[go: up one dir, main page]

Page MenuHomePhabricator

Cannot search partial Javanese script titles
Open, MediumPublicBUG REPORT

Description

Steps to replicate the issue (include links if applicable):

  • Search for book title "ꦥꦼꦥꦼꦛꦶꦏ꧀ꦏꦤ꧀ꦱꦏꦶꦁꦥꦿꦗꦚ꧀ꦗꦶꦪꦤ꧀ꦭꦩꦶ" in Commons works (the full title), found the PDF
  • Search partial "ꦥꦼꦥꦼꦛꦶꦏ꧀ꦏꦤ꧀ꦱꦏꦶꦁꦥꦿꦗꦚ꧀ꦗꦶꦪꦤ꧀" or "ꦥꦼꦥꦼꦛꦶꦏ꧀ꦏꦤ꧀ꦱꦏꦶꦁ" or "ꦥꦼꦥꦼꦛꦶꦏ꧀" or any parts of the full title won't work

What happens?:

  • First identified 10 years ago, T46350, marked wont fix, since last time was during migration from Lucene to Cirrus Search.
  • I identified there was a problem with scriptio continua nature of Javanese script (no word marker)
  • T58505 Cirrus Search ticket was closed as solved

What should have happened instead?:
The Commons search et. al should be able to find parts of the full title.

Software version (skip for WMF-hosted wikis like Wikipedia):

Other information (browser name/version, screenshots, etc.):

A bit background on the way the script is written:

  • Scriptio continua is a hassle to display in web, because there's no obvious line break. Therefore, in projects such as Wikisource, if not handled properly, would break the page view of the transcribed documents. (become too wide)
  • Using certain keyboards, including the way we handle the problem is, to automatically insert ZWS (zero-width space) after certain character (e.g. comma, period, etc. ) I can gave you the full list. Therefore, the line break would still works, except in very rare cases where there's no occurrences of those characters (thus the ZWS not auto-inserted). [the zws doesn't always equal to the Latin space]
  • AFAIK ZWS is not supported in page titles, (e.g. when I upload books with Javanese script titles that contain ZWS), so none of the titles in jv wiki projects contain ZWS, and thus the cirrus search won't be able to know the word delimiter.

Event Timeline

I have a bit of technical info on ZWSs.

There are pages with ZWSs in their titles, though the titles are redirects. I found one on Commons and two on English Wikipedia (and zero on Javanese Wikipedia). I had to use regexes to search, so results are incomplete.

I was also able to create a new page title with ZWSs:

Note that you usually can't see the ZWSs, but the are there in the URLs (%E2%80%8B).

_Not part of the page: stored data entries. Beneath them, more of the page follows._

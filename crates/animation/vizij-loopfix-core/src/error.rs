//! Error types for clip editing operations.

use crate::ids::ClipId;

/// Errors surfaced by the loop blender, the keyframe clipper and clip stores.
#[derive(thiserror::Error, Debug, Clone, PartialEq)]
#[non_exhaustive]
pub enum LoopFixError {
    /// Required input missing or configuration out of range.
    #[error("Invalid input: {reason}")]
    InvalidInput { reason: String },

    /// Keyframes violate the curve ordering invariant.
    #[error("Invalid curve: {reason}")]
    InvalidCurve { reason: String },

    /// Clip handle not known to the store.
    #[error("Clip not found: {id:?}")]
    UnknownClip { id: ClipId },

    /// Host storage failure (IO, parse, persistence).
    #[error("Store error: {reason}")]
    Store { reason: String },
}

impl LoopFixError {
    pub fn invalid_input(reason: impl Into<String>) -> Self {
        Self::InvalidInput {
            reason: reason.into(),
        }
    }

    pub fn invalid_curve(reason: impl Into<String>) -> Self {
        Self::InvalidCurve {
            reason: reason.into(),
        }
    }

    pub fn store(reason: impl Into<String>) -> Self {
        Self::Store {
            reason: reason.into(),
        }
    }

    /// The source clip was not supplied by the caller.
    pub fn missing_source_clip() -> Self {
        Self::invalid_input("original animation clip is not assigned")
    }
}

/// Result alias used throughout the crate.
pub type Result<T> = std::result::Result<T, LoopFixError>;
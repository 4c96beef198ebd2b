//! Clip duplication: the baseline both edits transform.

use log::debug;

use crate::error::Result;
use crate::ids::ClipId;
use crate::store::ClipStore;

/// Create `new_name` with the original's frame rate and wrap mode and copy
/// every curve binding verbatim. The original is only read.
pub fn duplicate_clip<S: ClipStore + ?Sized>(
    store: &mut S,
    original: ClipId,
    new_name: &str,
) -> Result<ClipId> {
    let settings = store.clip_settings(original)?;
    let copy = store.create_clip(new_name, settings.frame_rate, settings.wrap_mode)?;
    let bindings = store.curve_bindings(original)?;
    for binding in &bindings {
        let curve = store.curve(original, binding)?;
        store.set_curve(copy, binding, curve)?;
    }
    debug!(
        "duplicated clip '{}' as '{}' ({} curves)",
        settings.name,
        new_name,
        bindings.len()
    );
    Ok(copy)
}
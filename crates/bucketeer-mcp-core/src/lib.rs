// crates/bucketeer-mcp-core/src/lib.rs
// ============================================================================
// Module: Bucketeer MCP Core Library
// Description: Public API surface for the feature-flag translation core.
// Purpose: Expose the domain model, error taxonomy, and request builders.
// Dependencies: crate::{environment, error, feature, patch, requests, tooling}
// ============================================================================

//! ## Overview
//! Bucketeer MCP core turns untrusted tool arguments into validated,
//! wire-ready requests for the remote feature-flag service. It owns the
//! request builders, the environment resolver, the sparse-update wrapper, and
//! the stable error taxonomy surfaced to callers. Nothing here performs I/O;
//! transport lives in `bucketeer-mcp-client`.

// ============================================================================
// SECTION: Modules
// ============================================================================

pub mod environment;
pub mod error;
pub mod feature;
pub mod patch;
pub mod requests;
pub mod tooling;

// ============================================================================
// SECTION: Re-Exports
// ============================================================================

pub use environment::EnvironmentResolver;
pub use error::ErrorKind;
pub use error::FieldViolation;
pub use error::OperationError;
pub use feature::Feature;
pub use feature::Strategy;
pub use feature::Variation;
pub use feature::VariationType;
pub use patch::Patch;
pub use requests::ArchiveFlagRequest;
pub use requests::CreateFeaturePayload;
pub use requests::CreateFlagRequest;
pub use requests::GetFeatureQuery;
pub use requests::GetFlagRequest;
pub use requests::ListFeaturesQuery;
pub use requests::ListFilter;
pub use requests::ListFlagsRequest;
pub use requests::UpdateFeaturePayload;
pub use requests::UpdateFlagRequest;
pub use tooling::ToolName;
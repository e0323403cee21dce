// crates/bucketeer-mcp-core/src/environment.rs
// ============================================================================
// Module: Environment Resolution
// Description: Chooses the environment an operation targets.
// Purpose: Apply the explicit-over-default rule in one place.
// Dependencies: crate::error
// ============================================================================

//! ## Overview
//! Operations name an environment explicitly or fall back to the configured
//! default. An explicit empty string counts as absent. When neither source
//! yields a value the operation fails before any network traffic.

// ============================================================================
// SECTION: Imports
// ============================================================================

use crate::error::OperationError;

// ============================================================================
// SECTION: Constants
// ============================================================================

/// Message returned when no environment can be resolved.
pub const MISSING_ENVIRONMENT_MESSAGE: &str =
    "environmentId must be provided or set in BUCKETEER_ENVIRONMENT_ID";

// ============================================================================
// SECTION: Resolver
// ============================================================================

/// Resolves the effective environment identifier for an operation.
#[derive(Debug, Clone, Default, PartialEq, Eq)]
pub struct EnvironmentResolver {
    /// Configured default environment, if any.
    default: Option<String>,
}

impl EnvironmentResolver {
    /// Creates a resolver with an optional default environment.
    #[must_use]
    pub fn new(default: Option<String>) -> Self {
        Self {
            default: default.filter(|value| !value.is_empty()),
        }
    }

    /// Returns the explicit environment when non-empty, else the default.
    ///
    /// # Errors
    ///
    /// Returns an `invalid_argument` [`OperationError`] when neither source
    /// yields an environment.
    pub fn resolve(&self, explicit: Option<&str>) -> Result<String, OperationError> {
        explicit
            .filter(|value| !value.is_empty())
            .or(self.default.as_deref())
            .map(ToString::to_string)
            .ok_or_else(|| OperationError::invalid_argument(MISSING_ENVIRONMENT_MESSAGE))
    }
}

Cirrus does treat ZWSs as spaces (at least the standard and ICU tokenizers split on it). However, adding them to titles does mean that searches without them would fail. So, searching for zerowidthspacetest on Mediawiki doesn't find my test page (searching with capitals works, but that's because we split on CamelCase in English-language contexts—which wouldn't help with Javanese).

I don't know what kinds of regularization and normalization happen during file upload, and I can imagine a well-intentioned automated process that removes ZWSs (though I think we agree that it should convert them to spaces).

If there is a list of punctuation marks where ZWSs are automatically inserted by Javanese-savvy systems, we can try to replicate that in the language analyzers in Cirrus. Since the punctuation is specifically Javanese, I would argue that we should enable it either everywhere, or at least on Javanese (obviously relevant) and English (often used as the default on multilingual/multi-script sites like Commons). I could imagine a global_punctuation filter that adds spaces after punctuation in any script where the standard or ICU tokenizer doesn't recognize them as punctuation. (I'm tempted to throw a \p{P} in there and call it a day, but those Unicode regex properties are never quite 100% what you expect them to be.)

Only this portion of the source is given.